When I started this blog a couple of years ago, one of my main intentions was to share the various items and phenomena that are within close reach of my desk, here on the 4th floor of the Museum tower. With that in mind, and since at lunchtime on New Year’s Eve we have reached a point in the year where serious and scholarly content should not be expected, I have decided to provide you with an annotated view of my office door.

In general, this curator’s door is far from curated, in the sense of having organized content. Rather, it is an odd mixture of items that I have randomly decided to exhibit, pieces that other people decided should be placed on my door, and things that seem to have flown in and stuck there all by themselves. With that in mind, the following is an annotated pictorial guide to items that can be seen on my door right now.

1, 2. When I started work at the Museum almost 20 years ago, the “Curator of Geology” plate was already on the door. As I was a part-time term employee for the first few years, I didn’t think that I should waste the Museum’s funds by requesting a personal nameplate. After a year or so, however, we made a “temporary” plate by laminating a laser-printed output to cardstock. I am, of course, still using the temporary plate, as it works just fine and I still like to avoid wasting money!

3, 4. For some unknown reason, the door suggests that my office is both Room 417 and Room 418. The 417 is, however, struck through with pen, indicating that 418 may be the accurate number.

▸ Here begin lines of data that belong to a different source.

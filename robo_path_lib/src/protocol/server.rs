//! Robot-side protocol engine: the robot is the TCP server, accepting one
//! planner connection at a time (§4.P, §5).
//!
//! Grounded on the original `PathPlannerComm` accept-loop/send-thread shape
//! (`examples/original_source/src/main/pathplanner/src/PathPlannerComm.cpp`):
//! a dedicated reader thread blocking on `recv`, a dedicated sender thread
//! emitting pose on a timer, and a mutex-guarded path store shared by both.

use crate::error::CoreError;
use crate::map::{MapData, PathCollection, ReferencePoint, RobotShape};
use crate::protocol::framing::LineFramer;
use crate::protocol::message::Message;
use std::io::{Read, Write};
use std::net::{TcpListener, TcpStream};
use std::sync::atomic::{AtomicBool, Ordering};
use std::sync::mpsc::{self, Receiver, Sender, TryRecvError};
use std::sync::{Arc, Mutex};
use std::time::Duration;

#[derive(Debug, Clone, Copy, PartialEq, Eq)]
pub enum ServerState {
    Listening,
    Accepting,
    Connected,
    Closing,
}

#[derive(Debug, Clone, Copy, PartialEq)]
pub struct PoseSnapshot {
    pub x: f64,
    pub y: f64,
    pub heading: f64,
}

/// Inbound application-layer events the reader thread can't fully resolve
/// itself (it handles `sendPath`/`getState` inline against the shared
/// stores). Everything else is handed to the application via this queue.
#[derive(Debug, Clone, PartialEq)]
pub enum InboundEvent {
    MapData(MapData),
    ReferencePoints(Vec<ReferencePoint>),
    RobotShape(RobotShape),
    Generic { type_name: String, data: serde_json::Value },
}

struct Writer {
    stream: Mutex<TcpStream>,
    connected: Arc<AtomicBool>,
}

impl Writer {
    fn send(&self, msg: &Message) -> Result<(), CoreError> {
        let line = msg.to_json_line();
        let mut stream = self.stream.lock().unwrap();
        match stream.write_all(line.as_bytes()).and_then(|_| stream.flush()) {
            Ok(()) => Ok(()),
            Err(e) => {
                self.connected.store(false, Ordering::SeqCst);
                Err(CoreError::Socket(e))
            }
        }
    }
}

pub struct RobotServer {
    listener: TcpListener,
    state: Mutex<ServerState>,
    path_store: Arc<Mutex<PathCollection>>,
    pose: Arc<Mutex<PoseSnapshot>>,
    outbound_tx: Sender<Message>,
    outbound_rx: Mutex<Receiver<Message>>,
    inbound_tx: Sender<InboundEvent>,
    inbound_rx: Mutex<Receiver<InboundEvent>>,
    moving: Arc<AtomicBool>,
    pose_period: Duration,
    buffer_cap: usize,
}

impl RobotServer {
    pub fn bind(port: u16, pose_period: Duration, buffer_cap: usize) -> Result<Self, CoreError> {
        let listener = TcpListener::bind(("0.0.0.0", port))?;
        let (outbound_tx, outbound_rx) = mpsc::channel();
        let (inbound_tx, inbound_rx) = mpsc::channel();
        Ok(Self {
            listener,
            state: Mutex::new(ServerState::Listening),
            path_store: Arc::new(Mutex::new(PathCollection::default())),
            pose: Arc::new(Mutex::new(PoseSnapshot {
                x: 0.0,
                y: 0.0,
                heading: 0.0,
            })),
            outbound_tx,
            outbound_rx: Mutex::new(outbound_rx),
            inbound_tx,
            inbound_rx: Mutex::new(inbound_rx),
            moving: Arc::new(AtomicBool::new(false)),
            pose_period,
            buffer_cap,
        })
    }

    pub fn state(&self) -> ServerState {
        *self.state.lock().unwrap()
    }

    pub fn local_port(&self) -> u16 {
        self.listener.local_addr().unwrap().port()
    }

    pub fn path_store(&self) -> Arc<Mutex<PathCollection>> {
        self.path_store.clone()
    }

    pub fn set_pose(&self, x: f64, y: f64, heading: f64) {
        *self.pose.lock().unwrap() = PoseSnapshot { x, y, heading };
    }

    pub fn set_moving(&self, moving: bool) {
        self.moving.store(moving, Ordering::SeqCst);
    }

    pub fn notify(&self, msg: Message) {
        let _ = self.outbound_tx.send(msg);
    }

    pub fn try_recv_inbound(&self) -> Option<InboundEvent> {
        match self.inbound_rx.lock().unwrap().try_recv() {
            Ok(ev) => Some(ev),
            Err(TryRecvError::Empty) | Err(TryRecvError::Disconnected) => None,
        }
    }

    /// Accept one connection, run reader+sender threads until it drops, then
    /// return to `Listening`. Blocks; callers typically run this on its own
    /// thread in a loop.
    pub fn accept_once(&self) -> Result<(), CoreError> {
        *self.state.lock().unwrap() = ServerState::Accepting;
        let (stream, addr) = self.listener.accept()?;
        tracing::info!(%addr, "planner connected");
        *self.state.lock().unwrap() = ServerState::Connected;

        let connected = Arc::new(AtomicBool::new(true));
        let writer = Arc::new(Writer {
            stream: Mutex::new(stream.try_clone()?),
            connected: connected.clone(),
        });

        let reader_handle = {
            let stream = stream.try_clone()?;
            let path_store = self.path_store.clone();
            let inbound_tx = self.inbound_tx.clone();
            let writer = writer.clone();
            let connected = connected.clone();
            let pose = self.pose.clone();
            let moving = self.moving.clone();
            let buffer_cap = self.buffer_cap;
            std::thread::spawn(move || {
                reader_loop(
                    stream, path_store, inbound_tx, writer, connected, pose, moving, buffer_cap,
                )
            })
        };

        let sender_handle = {
            let writer = writer.clone();
            let pose = self.pose.clone();
            let connected = connected.clone();
            let pose_period = self.pose_period;
            std::thread::spawn(move || sender_loop(writer, pose, connected, pose_period))
        };

        // Drain outbound lifecycle notifications on this thread while the
        // connection is live.
        while connected.load(Ordering::SeqCst) {
            match self.outbound_rx.lock().unwrap().recv_timeout(Duration::from_millis(50)) {
                Ok(msg) => {
                    let _ = writer.send(&msg);
                }
                Err(std::sync::mpsc::RecvTimeoutError::Timeout) => continue,
                Err(std::sync::mpsc::RecvTimeoutError::Disconnected) => break,
            }
        }

        connected.store(false, Ordering::SeqCst);
        let _ = reader_handle.join();
        let _ = sender_handle.join();

        *self.state.lock().unwrap() = ServerState::Closing;
        tracing::info!("planner disconnected");
        *self.state.lock().unwrap() = ServerState::Listening;
        Ok(())
    }

    /// Runs `accept_once` forever.
    pub fn run(&self) -> ! {
        loop {
            if let Err(e) = self.accept_once() {
                tracing::warn!(error = %e, "accept failed");
            }
        }
    }
}

#[allow(clippy::too_many_arguments)]
fn reader_loop(
    mut stream: TcpStream,
    path_store: Arc<Mutex<PathCollection>>,
    inbound_tx: Sender<InboundEvent>,
    writer: Arc<Writer>,
    connected: Arc<AtomicBool>,
    pose: Arc<Mutex<PoseSnapshot>>,
    moving: Arc<AtomicBool>,
    buffer_cap: usize,
) {
    let mut framer = LineFramer::new(buffer_cap);
    let mut buf = [0u8; 4096];
    loop {
        let n = match stream.read(&mut buf) {
            Ok(0) => break,
            Ok(n) => n,
            Err(e) => {
                tracing::warn!(error = %e, "read error");
                break;
            }
        };

        let lines = match framer.feed(&buf[..n]) {
            Ok(lines) => lines,
            Err(CoreError::BufferOverflow) => {
                tracing::warn!("inbound buffer overflow, disconnecting");
                break;
            }
            Err(e) => {
                tracing::warn!(error = %e, "framing error");
                break;
            }
        };

        for line in lines {
            match Message::from_json_str(&line) {
                Ok(msg) => handle_message(
                    msg,
                    &path_store,
                    &inbound_tx,
                    &writer,
                    &pose,
                    &moving,
                ),
                Err(e) => tracing::warn!(error = %e, "malformed message, dropped"),
            }
        }
    }
    connected.store(false, Ordering::SeqCst);
}

fn handle_message(
    msg: Message,
    path_store: &Arc<Mutex<PathCollection>>,
    inbound_tx: &Sender<InboundEvent>,
    writer: &Arc<Writer>,
    pose: &Arc<Mutex<PoseSnapshot>>,
    moving: &Arc<AtomicBool>,
) {
    match msg {
        Message::SendPath { path } => {
            path_store.lock().unwrap().upsert(path);
        }
        Message::SendMapData { map_data } => {
            let _ = inbound_tx.send(InboundEvent::MapData(map_data));
        }
        Message::SendReferencePoints { reference_points } => {
            let points = reference_points.into_iter().map(ReferencePoint::from).collect();
            let _ = inbound_tx.send(InboundEvent::ReferencePoints(points));
        }
        Message::SetRobotShape { shape } => {
            let _ = inbound_tx.send(InboundEvent::RobotShape(shape));
        }
        Message::GetState => {
            let is_moving = moving.load(Ordering::SeqCst);
            let status = if is_moving { "moving" } else { "idle" };
            let _ = writer.send(&Message::status(status, is_moving));
            let p = *pose.lock().unwrap();
            let _ = writer.send(&Message::robot_pose(p.x, p.y, p.heading));
        }
        Message::Generic { type_name, data } => {
            let _ = inbound_tx.send(InboundEvent::Generic { type_name, data });
        }
        // Messages the robot only ever emits; if received anyway, ignore.
        Message::RobotPose { .. }
        | Message::Status { .. }
        | Message::PathExecutionStarted
        | Message::PathExecutionFinished { .. } => {
            tracing::debug!("dropped robot-originated message type received from planner");
        }
    }
}

fn sender_loop(
    writer: Arc<Writer>,
    pose: Arc<Mutex<PoseSnapshot>>,
    connected: Arc<AtomicBool>,
    period: Duration,
) {
    while connected.load(Ordering::SeqCst) {
        let p = *pose.lock().unwrap();
        if writer.send(&Message::robot_pose(p.x, p.y, p.heading)).is_err() {
            break;
        }
        std::thread::sleep(period);
    }
}

#[cfg(test)]
mod tests {
    use super::*;
    use std::io::BufRead;

    #[test]
    fn accept_and_stream_pose_then_path_upsert() {
        let server = Arc::new(
            RobotServer::bind(0, Duration::from_millis(10), BUFFER_CAP_DEFAULT).unwrap(),
        );
        let port = server.local_port();

        let server_clone = server.clone();
        std::thread::spawn(move || {
            let _ = server_clone.accept_once();
        });

        std::thread::sleep(Duration::from_millis(20));
        let mut client = TcpStream::connect(("127.0.0.1", port)).unwrap();

        // Observe at least one robotPose within 100ms (scenario 3).
        let mut reader = std::io::BufReader::new(client.try_clone().unwrap());
        let mut line = String::new();
        reader.read_line(&mut line).unwrap();
        let msg = Message::from_json_str(line.trim_end()).unwrap();
        assert!(matches!(msg, Message::RobotPose { .. }));

        // Send a path and confirm it lands in the store (scenario 4).
        let send_path = r#"{"type":"sendPath","path":{"name":"P","waypoints":[{"x":0,"y":0,"theta_rad":0,"velocity":1},{"x":1,"y":0,"theta_rad":0,"velocity":1}]}}"#;
        client.write_all(send_path.as_bytes()).unwrap();
        client.write_all(b"\n").unwrap();

        std::thread::sleep(Duration::from_millis(50));
        let store = server.path_store();
        let store = store.lock().unwrap();
        let path = store.by_name("P").unwrap();
        assert_eq!(path.waypoints.len(), 2);
    }

    const BUFFER_CAP_DEFAULT: usize = 1 << 20;
}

5. When I started here, the Museum was called the Manitoba Museum of Man and Nature, and the name and logo had been very nicely laminated to my door. I really like our new name, but I also like being surrounded by reminders of history.

6-8. My door seems to have acquired a variety of warning signs, perhaps in the hope that potential visitors will leave me to peacefully contemplate the riddles of the universe (note: these haven’t worked so far!). Actually, numbers 6 and 8 are copies of signs seen near Churchill, and are reminders of northern fieldwork. Number 7 is a joke sign produced by former Curator of Zoology Gavin Hanke, when he was making a “bear warning” sign for the Parklands/Mixed Woods Gallery. Some thoughtful person has, with a pencil, modified “Irate Curator” to “Pirate Curator”, which brings to mind all sorts of interesting images.  Arrr.

9. This sticker promotes the “International Year of the Reef 1997”. Sadly, evidence would suggest that this was one of the less successful International Years.

10. The definition of forthwith came from the brain of my friend Dave Rudkin. With this in mind, I am always happy to state that I will produce a document “forthwith.”

11. This lovely pen-and-ink sketch of the Ordovician branching coral Pragnellia arborescens is by Museum artist and preparator Debbie Thompson. It depicts the holotype of this species, specimen I-206.

12. A photo of the head (cranidium) of a Silurian trilobite from the Gaspé Peninsula of Québec is there to remind me of two things. First, it is an image I took 30 years ago using what is now ancient technology (a large-format film camera), and its tone and beauty demonstrate that new methods are not always the best methods. Second, since it is from a research project that I never completed, it is a reminder not to keep taking on new projects that I will not be able to finish!

13. The obligatory dinosaur cartoon.

14.  This is a Velociraptor-free workplace, and there have been no incidents since this sign was put up almost a month ago.

15. I produced this version of the Canadian flag for my other blog a couple of years ago, after reading Michael Flanders’ pronouncement from the 1960s that our flag looked like a dinosaur footprint.

16. This was a nice poster of a pyrite crystal, but it is sadly becoming greenish and tattered, and I really should replace it!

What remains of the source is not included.